TASK ITEM:
Scan the entries for lines with the word "expect" and copy those lines.

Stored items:

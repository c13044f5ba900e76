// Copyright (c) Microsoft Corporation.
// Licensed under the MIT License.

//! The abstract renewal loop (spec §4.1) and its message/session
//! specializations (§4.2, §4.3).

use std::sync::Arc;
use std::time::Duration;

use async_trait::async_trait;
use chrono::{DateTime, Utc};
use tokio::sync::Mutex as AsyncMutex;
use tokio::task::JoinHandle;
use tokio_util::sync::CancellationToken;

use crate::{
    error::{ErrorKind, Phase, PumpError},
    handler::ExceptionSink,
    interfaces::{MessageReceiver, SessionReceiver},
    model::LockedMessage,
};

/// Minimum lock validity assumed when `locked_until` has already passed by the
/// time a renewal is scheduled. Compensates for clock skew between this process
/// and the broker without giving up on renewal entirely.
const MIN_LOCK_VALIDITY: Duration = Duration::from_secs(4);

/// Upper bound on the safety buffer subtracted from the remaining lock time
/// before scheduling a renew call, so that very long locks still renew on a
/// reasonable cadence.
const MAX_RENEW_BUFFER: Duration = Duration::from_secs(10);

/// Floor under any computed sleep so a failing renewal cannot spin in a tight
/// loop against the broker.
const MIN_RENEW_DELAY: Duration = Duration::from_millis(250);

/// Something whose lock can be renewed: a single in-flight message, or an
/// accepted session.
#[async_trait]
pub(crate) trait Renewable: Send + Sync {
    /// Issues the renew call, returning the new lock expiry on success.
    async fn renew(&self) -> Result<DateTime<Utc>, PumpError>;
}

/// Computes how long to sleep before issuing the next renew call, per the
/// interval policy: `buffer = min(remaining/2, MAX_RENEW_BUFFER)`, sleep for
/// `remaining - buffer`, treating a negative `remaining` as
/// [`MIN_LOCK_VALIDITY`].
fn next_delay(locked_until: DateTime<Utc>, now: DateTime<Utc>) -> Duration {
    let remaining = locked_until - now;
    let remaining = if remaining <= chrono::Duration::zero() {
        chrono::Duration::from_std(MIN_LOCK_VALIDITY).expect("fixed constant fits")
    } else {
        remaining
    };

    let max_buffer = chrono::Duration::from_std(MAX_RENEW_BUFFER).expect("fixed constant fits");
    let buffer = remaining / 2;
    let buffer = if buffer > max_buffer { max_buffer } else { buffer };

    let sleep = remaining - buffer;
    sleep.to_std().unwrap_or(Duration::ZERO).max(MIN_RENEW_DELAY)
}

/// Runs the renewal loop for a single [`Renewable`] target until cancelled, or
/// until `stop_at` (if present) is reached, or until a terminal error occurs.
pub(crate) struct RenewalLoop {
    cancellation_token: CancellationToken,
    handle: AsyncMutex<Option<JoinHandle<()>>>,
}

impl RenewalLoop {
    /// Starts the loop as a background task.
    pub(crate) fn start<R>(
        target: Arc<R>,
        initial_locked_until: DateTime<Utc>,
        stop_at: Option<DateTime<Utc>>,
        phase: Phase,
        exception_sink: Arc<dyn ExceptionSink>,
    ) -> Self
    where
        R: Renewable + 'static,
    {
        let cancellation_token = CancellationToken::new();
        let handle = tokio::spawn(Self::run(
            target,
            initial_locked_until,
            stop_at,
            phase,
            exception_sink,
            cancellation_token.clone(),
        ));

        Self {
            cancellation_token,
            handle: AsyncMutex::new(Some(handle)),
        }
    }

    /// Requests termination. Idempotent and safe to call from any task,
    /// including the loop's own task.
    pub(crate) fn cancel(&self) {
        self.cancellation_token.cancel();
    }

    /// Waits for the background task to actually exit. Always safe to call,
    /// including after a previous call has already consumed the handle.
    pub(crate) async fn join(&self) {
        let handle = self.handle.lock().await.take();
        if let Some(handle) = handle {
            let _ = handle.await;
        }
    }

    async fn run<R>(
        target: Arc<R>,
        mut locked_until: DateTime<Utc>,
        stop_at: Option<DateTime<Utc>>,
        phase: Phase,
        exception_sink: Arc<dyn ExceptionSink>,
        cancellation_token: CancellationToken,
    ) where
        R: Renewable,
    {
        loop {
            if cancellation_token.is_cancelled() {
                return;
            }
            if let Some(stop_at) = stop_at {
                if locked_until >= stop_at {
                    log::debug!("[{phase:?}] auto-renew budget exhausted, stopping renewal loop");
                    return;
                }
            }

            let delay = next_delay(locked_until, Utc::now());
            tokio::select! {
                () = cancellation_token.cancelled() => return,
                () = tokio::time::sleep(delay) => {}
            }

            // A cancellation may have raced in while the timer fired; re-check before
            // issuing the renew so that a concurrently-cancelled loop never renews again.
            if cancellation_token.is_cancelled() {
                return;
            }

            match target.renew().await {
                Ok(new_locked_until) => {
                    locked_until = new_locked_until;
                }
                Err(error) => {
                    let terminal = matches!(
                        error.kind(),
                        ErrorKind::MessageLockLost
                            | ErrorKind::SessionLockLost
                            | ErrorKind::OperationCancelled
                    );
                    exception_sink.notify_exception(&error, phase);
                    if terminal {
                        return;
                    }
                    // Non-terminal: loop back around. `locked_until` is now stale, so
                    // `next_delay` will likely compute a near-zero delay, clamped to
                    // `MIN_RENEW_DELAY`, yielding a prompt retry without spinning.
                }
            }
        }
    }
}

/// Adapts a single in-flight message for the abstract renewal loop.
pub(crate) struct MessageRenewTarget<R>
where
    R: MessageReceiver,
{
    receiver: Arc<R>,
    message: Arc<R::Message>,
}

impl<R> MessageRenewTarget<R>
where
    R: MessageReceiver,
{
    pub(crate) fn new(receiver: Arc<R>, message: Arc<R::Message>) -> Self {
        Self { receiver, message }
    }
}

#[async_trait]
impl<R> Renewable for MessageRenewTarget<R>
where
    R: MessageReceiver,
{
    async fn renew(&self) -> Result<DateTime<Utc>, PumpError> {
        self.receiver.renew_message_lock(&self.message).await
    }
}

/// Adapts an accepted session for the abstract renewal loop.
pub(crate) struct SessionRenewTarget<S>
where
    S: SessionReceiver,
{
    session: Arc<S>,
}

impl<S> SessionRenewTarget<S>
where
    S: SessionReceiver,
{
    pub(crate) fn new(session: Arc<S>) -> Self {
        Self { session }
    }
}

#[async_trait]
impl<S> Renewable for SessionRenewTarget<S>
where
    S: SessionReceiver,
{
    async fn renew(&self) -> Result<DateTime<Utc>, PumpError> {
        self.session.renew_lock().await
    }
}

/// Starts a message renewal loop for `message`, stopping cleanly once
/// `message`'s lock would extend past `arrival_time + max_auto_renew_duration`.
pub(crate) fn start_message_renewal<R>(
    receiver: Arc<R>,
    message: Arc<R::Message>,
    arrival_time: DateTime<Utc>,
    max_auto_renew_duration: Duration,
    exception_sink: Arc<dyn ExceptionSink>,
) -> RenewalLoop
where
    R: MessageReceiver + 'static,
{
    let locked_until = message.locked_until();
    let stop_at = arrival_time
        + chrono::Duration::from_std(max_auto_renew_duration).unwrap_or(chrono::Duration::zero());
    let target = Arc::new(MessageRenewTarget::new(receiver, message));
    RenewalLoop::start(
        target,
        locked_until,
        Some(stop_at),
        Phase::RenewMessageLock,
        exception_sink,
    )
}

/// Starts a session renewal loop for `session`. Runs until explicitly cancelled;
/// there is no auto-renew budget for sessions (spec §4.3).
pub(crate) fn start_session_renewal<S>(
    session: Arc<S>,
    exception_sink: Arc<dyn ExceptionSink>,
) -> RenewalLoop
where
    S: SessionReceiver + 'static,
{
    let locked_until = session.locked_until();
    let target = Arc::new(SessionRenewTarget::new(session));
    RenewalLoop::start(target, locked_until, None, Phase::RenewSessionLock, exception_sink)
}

---

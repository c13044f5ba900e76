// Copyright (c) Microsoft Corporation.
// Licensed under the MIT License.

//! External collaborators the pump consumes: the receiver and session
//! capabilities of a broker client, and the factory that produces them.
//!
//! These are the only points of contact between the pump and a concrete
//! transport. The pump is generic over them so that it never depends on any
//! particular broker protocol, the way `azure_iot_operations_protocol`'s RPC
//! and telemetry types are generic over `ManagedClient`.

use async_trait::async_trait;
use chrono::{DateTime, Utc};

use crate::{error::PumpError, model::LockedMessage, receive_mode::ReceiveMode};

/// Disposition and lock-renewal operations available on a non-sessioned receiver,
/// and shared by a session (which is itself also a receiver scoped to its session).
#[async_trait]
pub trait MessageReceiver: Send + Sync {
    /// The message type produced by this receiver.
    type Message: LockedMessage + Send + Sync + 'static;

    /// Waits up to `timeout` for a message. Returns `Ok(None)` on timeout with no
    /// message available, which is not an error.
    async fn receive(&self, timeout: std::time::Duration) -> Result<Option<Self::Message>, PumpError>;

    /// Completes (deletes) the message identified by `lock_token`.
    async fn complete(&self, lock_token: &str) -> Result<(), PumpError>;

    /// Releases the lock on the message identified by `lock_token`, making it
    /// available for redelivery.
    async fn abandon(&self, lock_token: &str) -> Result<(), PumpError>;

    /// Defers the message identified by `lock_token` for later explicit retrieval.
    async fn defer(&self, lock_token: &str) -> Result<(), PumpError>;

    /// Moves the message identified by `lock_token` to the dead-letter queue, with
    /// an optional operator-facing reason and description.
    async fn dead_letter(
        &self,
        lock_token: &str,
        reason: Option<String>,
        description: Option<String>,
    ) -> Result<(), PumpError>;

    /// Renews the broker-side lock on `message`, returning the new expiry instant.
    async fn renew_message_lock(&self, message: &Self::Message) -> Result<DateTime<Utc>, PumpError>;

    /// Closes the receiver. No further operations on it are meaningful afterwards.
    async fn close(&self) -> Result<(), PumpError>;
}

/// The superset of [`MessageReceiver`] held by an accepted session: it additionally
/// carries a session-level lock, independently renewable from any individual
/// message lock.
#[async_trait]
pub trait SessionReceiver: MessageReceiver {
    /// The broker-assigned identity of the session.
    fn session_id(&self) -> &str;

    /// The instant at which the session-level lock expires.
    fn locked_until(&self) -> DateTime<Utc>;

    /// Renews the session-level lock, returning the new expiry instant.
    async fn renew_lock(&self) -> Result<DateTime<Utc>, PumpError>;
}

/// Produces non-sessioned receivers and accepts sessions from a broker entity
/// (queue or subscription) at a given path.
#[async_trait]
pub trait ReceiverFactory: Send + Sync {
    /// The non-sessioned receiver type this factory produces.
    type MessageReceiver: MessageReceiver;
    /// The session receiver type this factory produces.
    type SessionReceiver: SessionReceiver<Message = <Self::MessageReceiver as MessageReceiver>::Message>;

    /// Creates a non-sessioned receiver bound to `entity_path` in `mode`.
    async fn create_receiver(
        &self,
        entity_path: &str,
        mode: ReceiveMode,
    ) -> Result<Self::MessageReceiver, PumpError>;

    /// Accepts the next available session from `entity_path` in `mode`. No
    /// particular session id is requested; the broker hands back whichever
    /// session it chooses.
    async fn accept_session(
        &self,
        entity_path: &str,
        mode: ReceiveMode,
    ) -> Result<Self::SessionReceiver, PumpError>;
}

---

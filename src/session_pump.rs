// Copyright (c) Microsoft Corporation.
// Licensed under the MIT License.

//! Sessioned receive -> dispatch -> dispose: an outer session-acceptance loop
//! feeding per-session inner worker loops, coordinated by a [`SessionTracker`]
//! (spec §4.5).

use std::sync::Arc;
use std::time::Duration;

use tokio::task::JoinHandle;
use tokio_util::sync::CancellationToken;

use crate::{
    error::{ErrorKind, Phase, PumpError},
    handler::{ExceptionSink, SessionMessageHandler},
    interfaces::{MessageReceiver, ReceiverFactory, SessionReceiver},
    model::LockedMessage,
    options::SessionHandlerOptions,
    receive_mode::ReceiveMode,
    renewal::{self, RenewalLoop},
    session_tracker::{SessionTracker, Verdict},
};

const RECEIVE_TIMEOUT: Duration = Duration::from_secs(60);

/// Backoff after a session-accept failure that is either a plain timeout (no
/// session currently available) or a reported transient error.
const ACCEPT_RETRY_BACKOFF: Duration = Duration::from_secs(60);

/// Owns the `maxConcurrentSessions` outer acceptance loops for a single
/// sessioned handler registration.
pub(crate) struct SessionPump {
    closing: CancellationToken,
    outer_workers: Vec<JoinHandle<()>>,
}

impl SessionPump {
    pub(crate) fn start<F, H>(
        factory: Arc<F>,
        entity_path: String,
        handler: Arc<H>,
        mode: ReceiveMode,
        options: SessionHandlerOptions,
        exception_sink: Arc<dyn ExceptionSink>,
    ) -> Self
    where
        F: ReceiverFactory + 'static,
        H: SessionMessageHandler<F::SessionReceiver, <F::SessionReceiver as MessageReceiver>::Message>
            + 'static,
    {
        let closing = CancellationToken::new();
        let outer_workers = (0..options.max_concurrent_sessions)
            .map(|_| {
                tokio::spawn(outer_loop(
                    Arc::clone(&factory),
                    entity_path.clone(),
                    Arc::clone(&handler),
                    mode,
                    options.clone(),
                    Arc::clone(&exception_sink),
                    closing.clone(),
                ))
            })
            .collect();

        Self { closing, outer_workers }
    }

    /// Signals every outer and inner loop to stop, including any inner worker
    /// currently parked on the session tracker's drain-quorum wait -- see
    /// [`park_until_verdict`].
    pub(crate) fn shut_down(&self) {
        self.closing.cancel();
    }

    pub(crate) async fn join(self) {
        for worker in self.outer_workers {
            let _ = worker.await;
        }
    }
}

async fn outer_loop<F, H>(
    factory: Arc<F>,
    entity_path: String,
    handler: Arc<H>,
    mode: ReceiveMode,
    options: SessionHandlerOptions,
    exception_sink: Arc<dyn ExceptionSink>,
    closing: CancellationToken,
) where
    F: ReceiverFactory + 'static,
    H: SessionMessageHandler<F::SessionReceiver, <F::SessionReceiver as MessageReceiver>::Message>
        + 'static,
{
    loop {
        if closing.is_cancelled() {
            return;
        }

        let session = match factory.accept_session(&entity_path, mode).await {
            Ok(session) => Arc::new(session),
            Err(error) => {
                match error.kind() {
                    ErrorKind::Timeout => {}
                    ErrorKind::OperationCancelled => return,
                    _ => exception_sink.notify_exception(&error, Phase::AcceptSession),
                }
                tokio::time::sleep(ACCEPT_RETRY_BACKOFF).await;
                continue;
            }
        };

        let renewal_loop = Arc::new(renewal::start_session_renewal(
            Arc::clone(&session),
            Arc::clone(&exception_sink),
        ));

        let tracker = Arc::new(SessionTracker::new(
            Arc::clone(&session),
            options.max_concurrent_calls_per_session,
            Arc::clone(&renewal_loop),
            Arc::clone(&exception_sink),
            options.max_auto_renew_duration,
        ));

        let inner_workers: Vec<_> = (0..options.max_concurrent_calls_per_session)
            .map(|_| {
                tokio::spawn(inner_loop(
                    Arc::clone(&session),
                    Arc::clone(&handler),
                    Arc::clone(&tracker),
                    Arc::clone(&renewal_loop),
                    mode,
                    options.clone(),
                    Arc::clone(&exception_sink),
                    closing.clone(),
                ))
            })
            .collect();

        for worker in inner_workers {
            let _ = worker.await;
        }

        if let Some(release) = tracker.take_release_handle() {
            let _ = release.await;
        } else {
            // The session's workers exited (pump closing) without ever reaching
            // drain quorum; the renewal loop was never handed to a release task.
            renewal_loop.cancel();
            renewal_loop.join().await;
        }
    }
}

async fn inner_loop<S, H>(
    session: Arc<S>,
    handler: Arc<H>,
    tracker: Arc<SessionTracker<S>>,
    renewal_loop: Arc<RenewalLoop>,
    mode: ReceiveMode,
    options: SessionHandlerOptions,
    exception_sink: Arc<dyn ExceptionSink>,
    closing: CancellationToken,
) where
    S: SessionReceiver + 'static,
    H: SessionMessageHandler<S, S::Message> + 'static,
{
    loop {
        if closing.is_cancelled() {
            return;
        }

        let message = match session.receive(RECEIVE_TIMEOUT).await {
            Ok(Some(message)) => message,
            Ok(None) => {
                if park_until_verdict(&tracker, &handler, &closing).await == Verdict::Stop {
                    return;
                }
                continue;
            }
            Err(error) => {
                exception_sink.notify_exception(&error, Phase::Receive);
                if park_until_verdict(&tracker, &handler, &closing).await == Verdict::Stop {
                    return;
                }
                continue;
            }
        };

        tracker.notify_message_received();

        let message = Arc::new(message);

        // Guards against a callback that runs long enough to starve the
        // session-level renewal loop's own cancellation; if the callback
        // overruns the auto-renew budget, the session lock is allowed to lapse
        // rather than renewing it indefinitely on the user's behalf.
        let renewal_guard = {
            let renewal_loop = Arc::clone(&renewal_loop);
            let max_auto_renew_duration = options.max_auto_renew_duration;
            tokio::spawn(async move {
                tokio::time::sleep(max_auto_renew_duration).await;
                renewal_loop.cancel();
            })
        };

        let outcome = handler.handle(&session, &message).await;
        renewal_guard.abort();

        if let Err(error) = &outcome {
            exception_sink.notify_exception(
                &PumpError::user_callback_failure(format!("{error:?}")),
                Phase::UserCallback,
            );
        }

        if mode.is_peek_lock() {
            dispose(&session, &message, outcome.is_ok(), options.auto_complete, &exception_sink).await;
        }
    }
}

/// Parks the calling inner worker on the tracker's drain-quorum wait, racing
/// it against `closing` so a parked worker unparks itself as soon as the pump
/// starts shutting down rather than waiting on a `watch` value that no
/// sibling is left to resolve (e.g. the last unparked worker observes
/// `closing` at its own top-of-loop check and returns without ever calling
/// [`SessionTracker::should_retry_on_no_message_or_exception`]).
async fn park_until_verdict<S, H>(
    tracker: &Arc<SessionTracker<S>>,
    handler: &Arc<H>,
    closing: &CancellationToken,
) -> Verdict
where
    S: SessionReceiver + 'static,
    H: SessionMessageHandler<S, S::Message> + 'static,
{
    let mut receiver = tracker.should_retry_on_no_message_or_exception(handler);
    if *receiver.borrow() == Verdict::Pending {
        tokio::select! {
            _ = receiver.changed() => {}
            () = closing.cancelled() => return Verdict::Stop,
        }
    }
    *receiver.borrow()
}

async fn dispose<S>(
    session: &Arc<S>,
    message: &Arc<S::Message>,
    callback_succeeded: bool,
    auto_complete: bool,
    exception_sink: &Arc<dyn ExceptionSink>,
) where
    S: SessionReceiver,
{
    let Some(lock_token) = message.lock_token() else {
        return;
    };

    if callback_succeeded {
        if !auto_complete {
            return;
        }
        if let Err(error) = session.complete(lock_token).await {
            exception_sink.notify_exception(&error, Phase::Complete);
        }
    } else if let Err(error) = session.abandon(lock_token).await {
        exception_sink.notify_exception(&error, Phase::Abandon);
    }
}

RESPONSE TO THE TASK:
        chrono::Duration::from_std(MIN_LOCK_VALIDITY).expect("fixed constant fits")
    let max_buffer = chrono::Duration::from_std(MAX_RENEW_BUFFER).expect("fixed constant fits");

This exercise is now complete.